Ethanol extract of Patrinia scabiosaefolia induces the death of human renal cell carcinoma 786-O cells via SIRT-1 and mTOR signaling-mediated metabolic disruptions.

Recently, natural plant extracts have shown tremendous potential as novel antitumor drugs. Patrinia scabiosaefolia, a traditional prescription for inflammatory diseases, has been reported to effectively suppress various types of cancers. However, the mechanisms underlying its antitumor properties remain elusive. In the present study, we investigated the antitumor effects of an ethanol extract of Patrinia scabiosaefolia (EPS) on human renal cell carcinoma 786-O cells. After 24 h of incubation with EPS, the cell viability and colony number of 786-O cells were significantly decreased in a concentration-dependent manner as compared to the control group as determined by MTT and colony formation assays, respectively. The necrotic rate and apoptotic rate in the EPS exposure group were significantly higher than these rates noted in the control group as revealed by LDH release assay and Hoechst 33342/ PI double staining, respectively.
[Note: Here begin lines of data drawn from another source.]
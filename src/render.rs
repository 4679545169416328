use crate::api::GenerationBackend;
use crate::error::Result;
use crate::generation::GenerationClient;
use crate::row::{ConceptArtifact, RowId};
use crate::state::{Dashboard, RenderTicket};
use tracing::{error, info};

/// 单行渲染结果
#[derive(Debug, Clone, PartialEq, Eq)]
pub enum RowOutcome {
    Completed,
    Failed { reason: String },
    /// 输入不全或已在渲染，未派发
    Skipped,
    /// 渲染过程中该行被清空
    Discarded,
}

/// 渲染一行：先生成概念图，再生成脚本
///
/// 生成错误记录到行状态中，只有行号不存在时返回 `Err`。
pub async fn render_row<B: GenerationBackend>(
    dashboard: &Dashboard,
    client: &GenerationClient<B>,
    row_id: RowId,
) -> Result<RowOutcome> {
    let Some(ticket) = dashboard.begin_render(row_id).await? else {
        info!(row = row_id, "Line is not ready to render, skipping");
        return Ok(RowOutcome::Skipped);
    };

    info!(row = row_id, "Rendering line...");
    match run_attempt(dashboard, client, &ticket).await {
        Ok(true) => {
            info!(row = row_id, "Line completed");
            Ok(RowOutcome::Completed)
        }
        Ok(false) => Ok(RowOutcome::Discarded),
        Err(e) => {
            error!(row = row_id, error = %e, "Line render failed");
            let reason = e.to_string();
            if dashboard.fail_render(&ticket, reason.clone()).await {
                Ok(RowOutcome::Failed { reason })
            } else {
                Ok(RowOutcome::Discarded)
            }
        }
    }
}

/// 尝试中途作废时返回 `Ok(false)`
async fn run_attempt<B: GenerationBackend>(
    dashboard: &Dashboard,
    client: &GenerationClient<B>,
    ticket: &RenderTicket,
) -> Result<bool> {
    // 1. 生成概念图
    let images = client
        .generate_concept_images(&ticket.inputs, ticket.aspect_ratio)
        .await?;
    let concepts = ConceptArtifact::labelled(images.clone());
    if !dashboard.record_concepts(ticket, concepts).await {
        return Ok(false);
    }
    info!(row = ticket.row_id, progress = 50, "Concept images ready");

    // 2. 生成脚本
    let script = client.generate_video_flow(&images, &ticket.style).await?;
    Ok(dashboard.complete_render(ticket, script).await)
}

#[cfg(test)]
mod tests {
    use super::*;
    use crate::api::MockGenerationBackend;
    use crate::error::FactoryError;
    use crate::image::ImagePayload;
    use crate::row::{InputSlot, RenderState};

    fn image(tag: &str) -> ImagePayload {
        ImagePayload::from_bytes("image/png", tag.as_bytes())
    }

    async fn ready_dashboard() -> Dashboard {
        let dashboard = Dashboard::default();
        for slot in InputSlot::ALL {
            dashboard.attach_input(1, slot, image("in")).await.unwrap();
        }
        dashboard
    }

    #[tokio::test]
    async fn successful_render_completes_row() {
        let mut backend = MockGenerationBackend::new();
        backend
            .expect_generate_image()
            .times(3)
            .returning(|_| Ok(Some(image("concept"))));
        backend
            .expect_generate_script()
            .times(1)
            .returning(|_| Ok(r#"{"duration": 24, "content": "c", "scenes": []}"#.to_string()));

        let dashboard = ready_dashboard().await;
        let client = GenerationClient::new(backend);

        let outcome = render_row(&dashboard, &client, 1).await.unwrap();
        assert_eq!(outcome, RowOutcome::Completed);

        let row = dashboard.row(1).await.unwrap();
        assert_eq!(row.state, RenderState::Completed);
        assert_eq!(row.progress, 100);
        assert_eq!(row.concepts.len(), 3);
        assert_eq!(row.script.unwrap().campaign_summary, "c");
    }

    #[tokio::test]
    async fn base_image_failure_leaves_row_empty() {
        let mut backend = MockGenerationBackend::new();
        backend
            .expect_generate_image()
            .times(1)
            .returning(|_| Err(FactoryError::Api("503".to_string())));
        backend.expect_generate_script().never();

        let dashboard = ready_dashboard().await;
        let client = GenerationClient::new(backend);

        let outcome = render_row(&dashboard, &client, 1).await.unwrap();
        assert!(matches!(outcome, RowOutcome::Failed { .. }));

        let row = dashboard.row(1).await.unwrap();
        assert_eq!(row.progress, 0);
        assert!(row.concepts.is_empty());
        assert!(row.script.is_none());
        assert!(matches!(row.state, RenderState::Failed { .. }));
    }

    #[tokio::test]
    async fn script_failure_keeps_concepts() {
        let mut backend = MockGenerationBackend::new();
        backend
            .expect_generate_image()
            .times(3)
            .returning(|_| Ok(Some(image("concept"))));
        backend
            .expect_generate_script()
            .times(1)
            .returning(|_| Err(FactoryError::Api("timeout".to_string())));

        let dashboard = ready_dashboard().await;
        let client = GenerationClient::new(backend);

        render_row(&dashboard, &client, 1).await.unwrap();

        let row = dashboard.row(1).await.unwrap();
        assert_eq!(row.concepts.len(), 3);
        assert!(row.script.is_none());
        assert_eq!(row.progress, 0);
        assert!(!row.is_ready_for_packaging());
    }

    #[tokio::test]
    async fn incomplete_row_is_skipped() {
        let mut backend = MockGenerationBackend::new();
        backend.expect_generate_image().never();

        let dashboard = Dashboard::default();
        let client = GenerationClient::new(backend);

        assert_eq!(render_row(&dashboard, &client, 2).await.unwrap(), RowOutcome::Skipped);
        assert!(render_row(&dashboard, &client, 9).await.is_err());
    }
}
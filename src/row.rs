use crate::error::FactoryError;
use crate::generation::ConceptInputs;
use crate::image::ImagePayload;
use crate::scene::{VideoScript, SCENE_COUNT};
use serde::Serialize;
use std::fmt;
use std::str::FromStr;

/// 行号，从 1 开始
pub type RowId = usize;

/// 输入图片槽位
#[derive(Debug, Clone, Copy, PartialEq, Eq, Serialize)]
pub enum InputSlot {
    Background,
    Box,
    Product,
}

impl InputSlot {
    pub const ALL: [InputSlot; 3] = [InputSlot::Background, InputSlot::Box, InputSlot::Product];
}

impl fmt::Display for InputSlot {
    fn fmt(&self, f: &mut fmt::Formatter<'_>) -> fmt::Result {
        let name = match self {
            InputSlot::Background => "background",
            InputSlot::Box => "box",
            InputSlot::Product => "product",
        };
        f.write_str(name)
    }
}

impl FromStr for InputSlot {
    type Err = FactoryError;

    fn from_str(s: &str) -> Result<Self, Self::Err> {
        match s.to_ascii_lowercase().as_str() {
            "background" | "bg" => Ok(InputSlot::Background),
            "box" => Ok(InputSlot::Box),
            "product" | "bag" => Ok(InputSlot::Product),
            other => Err(FactoryError::Config(format!("unknown input slot: {}", other))),
        }
    }
}

#[derive(Debug, Clone, Default, PartialEq, Serialize)]
pub struct RowInputs {
    pub background: Option<ImagePayload>,
    pub product_box: Option<ImagePayload>,
    pub product: Option<ImagePayload>,
}

impl RowInputs {
    pub fn set(&mut self, slot: InputSlot, image: ImagePayload) {
        match slot {
            InputSlot::Background => self.background = Some(image),
            InputSlot::Box => self.product_box = Some(image),
            InputSlot::Product => self.product = Some(image),
        }
    }

    pub fn get(&self, slot: InputSlot) -> Option<&ImagePayload> {
        match slot {
            InputSlot::Background => self.background.as_ref(),
            InputSlot::Box => self.product_box.as_ref(),
            InputSlot::Product => self.product.as_ref(),
        }
    }

    pub fn is_complete(&self) -> bool {
        InputSlot::ALL.iter().all(|slot| self.get(*slot).is_some())
    }

    /// 三张图都齐时返回，否则为 `None`
    pub fn to_concept_inputs(&self) -> Option<ConceptInputs> {
        Some(ConceptInputs {
            background: self.background.clone()?,
            product_box: self.product_box.clone()?,
            product: self.product.clone()?,
        })
    }
}

/// 生成的概念图及其标签
#[derive(Debug, Clone, PartialEq, Serialize)]
pub struct ConceptArtifact {
    pub label: String,
    pub image: ImagePayload,
}

impl ConceptArtifact {
    /// 按顺序标记为 `IMAGE 1..=3`
    pub fn labelled(images: [ImagePayload; SCENE_COUNT]) -> Vec<ConceptArtifact> {
        images
            .into_iter()
            .enumerate()
            .map(|(i, image)| ConceptArtifact {
                label: format!("IMAGE {}", i + 1),
                image,
            })
            .collect()
    }
}

#[derive(Debug, Clone, Default, PartialEq, Eq, Serialize)]
#[serde(tag = "state", rename_all = "snake_case")]
pub enum RenderState {
    #[default]
    Idle,
    Rendering,
    Completed,
    Failed {
        reason: String,
    },
}

/// 一条生产线
#[derive(Debug, Clone, PartialEq, Serialize)]
pub struct ProductionRow {
    pub id: RowId,
    pub inputs: RowInputs,
    pub concepts: Vec<ConceptArtifact>,
    pub script: Option<VideoScript>,
    pub state: RenderState,
    /// 0..=100
    pub progress: u8,
    #[serde(skip)]
    pub(crate) attempt: u64,
}

impl ProductionRow {
    pub fn new(id: RowId) -> Self {
        Self {
            id,
            inputs: RowInputs::default(),
            concepts: Vec::new(),
            script: None,
            state: RenderState::Idle,
            progress: 0,
            attempt: 0,
        }
    }

    pub fn is_rendering(&self) -> bool {
        self.state == RenderState::Rendering
    }

    pub fn can_render(&self) -> bool {
        self.inputs.is_complete() && !self.is_rendering()
    }

    pub fn is_ready_for_packaging(&self) -> bool {
        self.concepts.len() == SCENE_COUNT && self.script.is_some()
    }

    /// 恢复为空行，正在进行的渲染尝试作废
    pub(crate) fn reset(&mut self) {
        let attempt = self.attempt + 1;
        *self = Self::new(self.id);
        self.attempt = attempt;
    }
}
At the concentration of 1.0 mg/ml, the necrotic and apoptotic rates reached 41.7±6.6 and 7.8±1.4%, respectively (P<0.01). However, the fluorescence intensity of intracellular calcium concentration ([Ca2+]i) was markedly elevated from 0.029±0.0007 to 0.060±0.003 (P<0.001) after the intervention of EPS. Moreover, the fluorescence intensity of intracellular ROS in the EPS exposure group was significantly higher (0.074±0.005) compared to that observed in the control group (0.033±0.001, P<0.001), which was partly attenuated by the specific antioxidant N-acetylcysteine (NAC). Furthermore, our results demonstrated that EPS significantly downregulated the expression of SIRT-1 and obviously induced the dephosphorylation of mTOR. Moreover, combined treatment with the SIRT-1 inhibitor nicotinamide and EPS was able to significantly enhance the induction of necrosis and reduction in cell viability of 786-O cells noted following treatment with EPS alone. In summary, we conclude that EPS induced the death of 786-O cells via SIRT-1 and mTOR signaling-mediated metabolic disruptions, which provide novel insight into the application of natural plant extracts for the treatment of cancers.